Symbolic methods for data-interlinking

Motivation

The linked data initiative promotes exposing, sharing and connecting structured data on the Web. Linked Data has brought a large amount of data in the form of RDF triples, described using terms of RDFS and OWL ontologies, with currently more than 149 billions of triples distributed over datasets from many different domains (media, life sciences, geography). This has attracted many organizational bodies that today publish and consume linked data, ranging from private companies, to public institutions like governments, national libraries or academic institutions.

An important added value of linked data comes from the links that identify the same entity in different datasets, which allows developing innovative applications exploiting data cross-references and making inferences between datasets.
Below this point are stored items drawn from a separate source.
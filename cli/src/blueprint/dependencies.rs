//! # Dependency Merger
//!
//! File: cli/src/blueprint/dependencies.rs
//!
//! ## Overview
//!
//! Filters a blueprint's dependency entries by their conditions and merges
//! them into the final manifest: at most one entry per module identity,
//! ordered by module identity so identical inputs always produce identical
//! manifest bytes.
//!
//! When two active entries name the same module, the higher semantic
//! version wins (a leading `v` is ignored, so Go-style `v1.2.3` compares
//! naturally). If either version is not a parseable semantic version, the
//! later declaration wins.
//!
use crate::blueprint::condition;
use crate::blueprint::schema::DependencySpec;
use crate::blueprint::variables::ResolvedVariables;
use semver::Version;
use serde::Serialize;
use std::collections::BTreeMap;
use tracing::debug;

#[derive(Debug, Clone, PartialEq, Eq, Serialize)]
pub struct ResolvedDependency {
    pub module: String,
    pub version: String,
}

fn parse_version(raw: &str) -> Option<Version> {
    let trimmed = raw.trim();
    Version::parse(trimmed.strip_prefix('v').unwrap_or(trimmed)).ok()
}

/// Whether a later `candidate` replaces the `current` version.
fn supersedes(candidate: &str, current: &str) -> bool {
    match (parse_version(candidate), parse_version(current)) {
        (Some(candidate), Some(current)) => candidate >= current,
        _ => true,
    }
}

/// Merges the active entries of `specs` into a de-duplicated, sorted manifest.
pub fn merge(specs: &[DependencySpec], vars: &ResolvedVariables) -> Vec<ResolvedDependency> {
    let mut merged: BTreeMap<&str, &str> = BTreeMap::new();

    for spec in specs {
        if !condition::is_active(spec.condition.as_ref(), vars) {
            debug!(module = %spec.module, "Dependency inactive, skipping");
            continue;
        }
        match merged.get(spec.module.as_str()).copied() {
            Some(current) if !supersedes(&spec.version, current) => {
                debug!(
                    module = %spec.module,
                    "Keeping {} over lower version {}", current, spec.version
                );
            }
            Some(current) => {
                debug!(
                    module = %spec.module,
                    "Replacing {} with {}", current, spec.version
                );
                merged.insert(&spec.module, &spec.version);
            }
            None => {
                merged.insert(&spec.module, &spec.version);
            }
        }
    }

    merged
        .into_iter()
        .map(|(module, version)| ResolvedDependency {
            module: module.to_string(),
            version: version.to_string(),
        })
        .collect()
}

#[cfg(test)]
mod tests {
    use super::*;
    use crate::blueprint::condition::Condition;
    use crate::blueprint::variables::VariableValue;

    fn dep(module: &str, version: &str, condition: Option<&str>) -> DependencySpec {
        DependencySpec {
            module: module.to_string(),
            version: version.to_string(),
            condition: condition.map(|c| Condition::parse(c).unwrap()),
        }
    }

    fn flags(pairs: &[(&str, bool)]) -> ResolvedVariables {
        pairs
            .iter()
            .map(|(k, v)| (k.to_string(), VariableValue::Bool(*v)))
            .collect()
    }

    #[test]
    fn test_same_module_twice_keeps_one_entry() {
        let specs = vec![
            dep("M", "v1.0.0", Some("UseA")),
            dep("M", "v2.0.0", Some("UseB")),
        ];
        let merged = merge(&specs, &flags(&[("UseA", true), ("UseB", true)]));
        assert_eq!(
            merged,
            vec![ResolvedDependency {
                module: "M".into(),
                version: "v2.0.0".into()
            }]
        );
    }

    #[test]
    fn test_higher_version_wins_regardless_of_order() {
        let specs = vec![dep("M", "v2.1.0", None), dep("M", "v1.9.9", None)];
        let merged = merge(&specs, &ResolvedVariables::default());
        assert_eq!(merged[0].version, "v2.1.0");
    }

    #[test]
    fn test_unordered_versions_fall_back_to_last_declared() {
        let specs = vec![dep("M", "v2.0.0", None), dep("M", "latest", None)];
        let merged = merge(&specs, &ResolvedVariables::default());
        assert_eq!(merged[0].version, "latest");

        let specs = vec![dep("M", "^1.2", None), dep("M", "1.0.0", None)];
        let merged = merge(&specs, &ResolvedVariables::default());
        assert_eq!(merged[0].version, "1.0.0");
    }

    #[test]
    fn test_inactive_entries_dropped_and_output_sorted() {
        let specs = vec![
            dep("zeta", "1.0.0", None),
            dep("alpha", "1.0.0", None),
            dep("redis", "9.0.0", Some("UseCache")),
        ];
        let merged = merge(&specs, &flags(&[("UseCache", false)]));
        let modules: Vec<&str> = merged.iter().map(|d| d.module.as_str()).collect();
        assert_eq!(modules, vec!["alpha", "zeta"]);
    }
}
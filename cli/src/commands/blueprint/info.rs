//! # Forge Blueprint Info Command
//!
//! File: cli/src/commands/blueprint/info.rs
//!
//! ## Overview
//!
//! Implements `forge blueprint info <id>`: loads one blueprint (running all
//! of its load-time checks) and prints its metadata, variables, file
//! mappings, dependency entries, hooks and template layout. With `--json`
//! the checked schema is printed as JSON instead, in the same shape
//! `GET /blueprints/{id}` returns.
//!
//! ## Examples
//!
//! ```bash
//! forge blueprint info go-api
//! forge blueprint info go-api --json | jq '.variables[].name'
//! ```
//!
use super::utils::{self, tree_printer};
use crate::blueprint::schema::{BlueprintSchema, VariableSpec};
use crate::blueprint::variables::VariableValue;
use crate::core::error::Result;
use anyhow::Context;
use clap::Parser;
use std::path::PathBuf;
use tracing::info;

/// Arguments for `forge blueprint info`.
#[derive(Parser, Debug)]
pub struct InfoArgs {
    /// The blueprint id (its directory name).
    blueprint_id: String,

    /// Print the checked schema as JSON.
    #[arg(long)]
    json: bool,
}

/// # Handle Blueprint Info Command (`handle_info`)
///
/// ## Errors
///
/// Fails if the blueprint directory cannot be opened, or the blueprint is
/// missing or malformed. A malformed blueprint's error names the offending
/// field.
pub async fn handle_info(args: InfoArgs, blueprints_dir: Option<PathBuf>) -> Result<()> {
    info!("Handling blueprint info command for '{}'...", args.blueprint_id);

    let (_, loader) = utils::open_loader(blueprints_dir.as_deref())?;
    let blueprint = loader
        .load(&args.blueprint_id)
        .with_context(|| format!("Failed to load blueprint '{}'", args.blueprint_id))?;
    let schema = &blueprint.schema;

    if args.json {
        let json = serde_json::to_string_pretty(schema)
            .context("Failed to serialise blueprint schema")?;
        println!("{}", json);
        return Ok(());
    }

    print!("{}", format_details(schema));
    Ok(())
}

fn describe_default(value: &VariableValue) -> String {
    match value {
        VariableValue::String(s) | VariableValue::Choice(s) => format!("\"{}\"", s),
        other => serde_json::to_string(other).unwrap_or_default(),
    }
}

fn format_variable(spec: &VariableSpec) -> String {
    let mut line = format!("┃    - {} ({}", spec.name, spec.kind);
    if spec.required {
        line.push_str(", required");
    }
    if let Some(default) = &spec.default {
        line.push_str(&format!(", default {}", describe_default(default)));
    }
    line.push(')');
    if !spec.choices.is_empty() {
        line.push_str(&format!(" one of [{}]", spec.choices.join(", ")));
    }
    if let Some(pattern) = &spec.pattern {
        line.push_str(&format!(" matching /{}/", pattern.as_str()));
    }
    if let Some(description) = &spec.description {
        line.push_str(&format!("\n┃        {}", description));
    }
    line
}

const RULE: &str = "┣--------------------------------------------------------------------┫";

/// Builds the boxed, human-readable report for `schema`.
fn format_details(schema: &BlueprintSchema) -> String {
    let mut out = Vec::new();
    out.push(String::new());
    out.push("┏━━━━━━━━━━━━━━━━━━━━━━━━━━━━━━━━━━━━━━━━━━━━━━━━━━━━━━━━━━━━━━━━━━━━┓".to_string());
    out.push(format!("┃ 🔎 Blueprint Details: {}", schema.id));
    out.push("┣━━━━━━━━━━━━━━━━━━━━━━━━━━━━━━━━━━━━━━━━━━━━━━━━━━━━━━━━━━━━━━━━━━━━┫".to_string());
    out.push(format!("┃ 🏷️  Name:          {}", schema.name));
    out.push(format!(
        "┃ 📝 Description:   {}",
        schema.description.as_deref().unwrap_or("[No description]")
    ));
    out.push(format!("┃ 🛠️  Type:          {}", schema.kind));
    out.push(format!("┃ 🧱 Architecture:  {}", schema.architecture));
    out.push(RULE.to_string());

    out.push(format!("┃ ⚙️  Variables ({}):", schema.variables.len()));
    if schema.variables.is_empty() {
        out.push("┃    (none)".to_string());
    }
    out.extend(schema.variables.iter().map(format_variable));
    out.push(RULE.to_string());

    out.push(format!("┃ 📄 Files ({}):", schema.files.len()));
    for mapping in &schema.files {
        let mut line = format!("┃    - {} → {}", mapping.source, mapping.destination);
        if mapping.manifest {
            line.push_str(" [manifest]");
        }
        if let Some(condition) = &mapping.condition {
            line.push_str(&format!(" when `{}`", condition.as_str()));
        }
        out.push(line);
    }

    if !schema.dependencies.is_empty() {
        out.push(RULE.to_string());
        out.push(format!("┃ 📦 Dependencies ({}):", schema.dependencies.len()));
        for dep in &schema.dependencies {
            let mut line = format!("┃    - {} {}", dep.module, dep.version);
            if let Some(condition) = &dep.condition {
                line.push_str(&format!(" when `{}`", condition.as_str()));
            }
            out.push(line);
        }
    }

    if !schema.hooks.is_empty() {
        out.push(RULE.to_string());
        out.push("┃ 🪝 Post-generation hooks:".to_string());
        for hook in &schema.hooks {
            if hook.description.is_empty() {
                out.push(format!("┃    $ {}", hook.command));
            } else {
                out.push(format!("┃    $ {}    # {}", hook.command, hook.description));
            }
        }
    }

    out.push(RULE.to_string());
    out.push("┃ 📁 Templates:".to_string());
    let tree = tree_printer::render_tree(
        "templates",
        schema.files.iter().map(|m| m.source.as_str()),
    );
    out.extend(tree.lines().map(|line| format!("┃    {}", line)));
    out.push(RULE.to_string());

    out.push("┃ 🚀 Usage:".to_string());
    out.push(format!(
        "┃      forge blueprint create {} <dir> --var Name=value ...",
        schema.id
    ));
    out.push("┗━━━━━━━━━━━━━━━━━━━━━━━━━━━━━━━━━━━━━━━━━━━━━━━━━━━━━━━━━━━━━━━━━━━━┛".to_string());

    let mut text = out.join("\n");
    text.push('\n');
    text
}

#[cfg(test)]
mod tests {
    use super::*;
    use crate::blueprint::{BlueprintLoader, MemorySource};

    #[test]
    fn test_info_args_requires_id() {
        assert!(InfoArgs::try_parse_from(["info"]).is_err());
        let args = InfoArgs::try_parse_from(["info", "go-api", "--json"]).unwrap();
        assert_eq!(args.blueprint_id, "go-api");
        assert!(args.json);
    }

    #[test]
    fn test_format_details_lists_everything() {
        let source = MemorySource::new().with_blueprint(
            "svc",
            r#"
            [blueprint]
            type = "web-api"
            architecture = "layered"

            [[variables]]
            name = "Database"
            kind = "choice"
            choices = ["postgres", "none"]
            default = "none"

            [[files]]
            source = "cmd/main.go.tera"

            [[files]]
            source = "db.go.tera"
            condition = "Database != 'none'"

            [[dependencies]]
            module = "github.com/lib/pq"
            version = "v1.10.9"
            condition = "Database == 'postgres'"

            [[hooks]]
            command = "go mod tidy"
            description = "Resolve checksums"
            "#,
            [("cmd/main.go.tera", "package main"), ("db.go.tera", "package db")],
        );
        let loader = BlueprintLoader::new(source);
        let blueprint = loader.load("svc").unwrap();
        let text = format_details(&blueprint.schema);

        assert!(text.contains("Blueprint Details: svc"));
        assert!(text.contains("- Database (choice, default \"none\") one of [postgres, none]"));
        assert!(text.contains("- db.go.tera → db.go when `Database != 'none'`"));
        assert!(text.contains("- github.com/lib/pq v1.10.9 when `Database == 'postgres'`"));
        assert!(text.contains("$ go mod tidy    # Resolve checksums"));
        assert!(text.contains("│   └── main.go.tera"));
    }
}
Therefore, the task of deciding whether two resources identified by two URIs and described in RDF over possibly different datasets refer to the same real-world entity is critical for widening and enhancing linked data. This task, that we refer to as data interlinking, is a knowledge discovery task as it infers knowledge —the condition for identity of objects— from large volume of data.

There are two main approaches to data-interlinking, respectively based on numerical and symbolic methodologies. Both approaches rely on the identification of the properties to compare. While numerical methods focus on similarity metrics used to compare property values, symbolic methods aim to extract rules and to employ logical reasoning to link instances belonging to different RDF datasets.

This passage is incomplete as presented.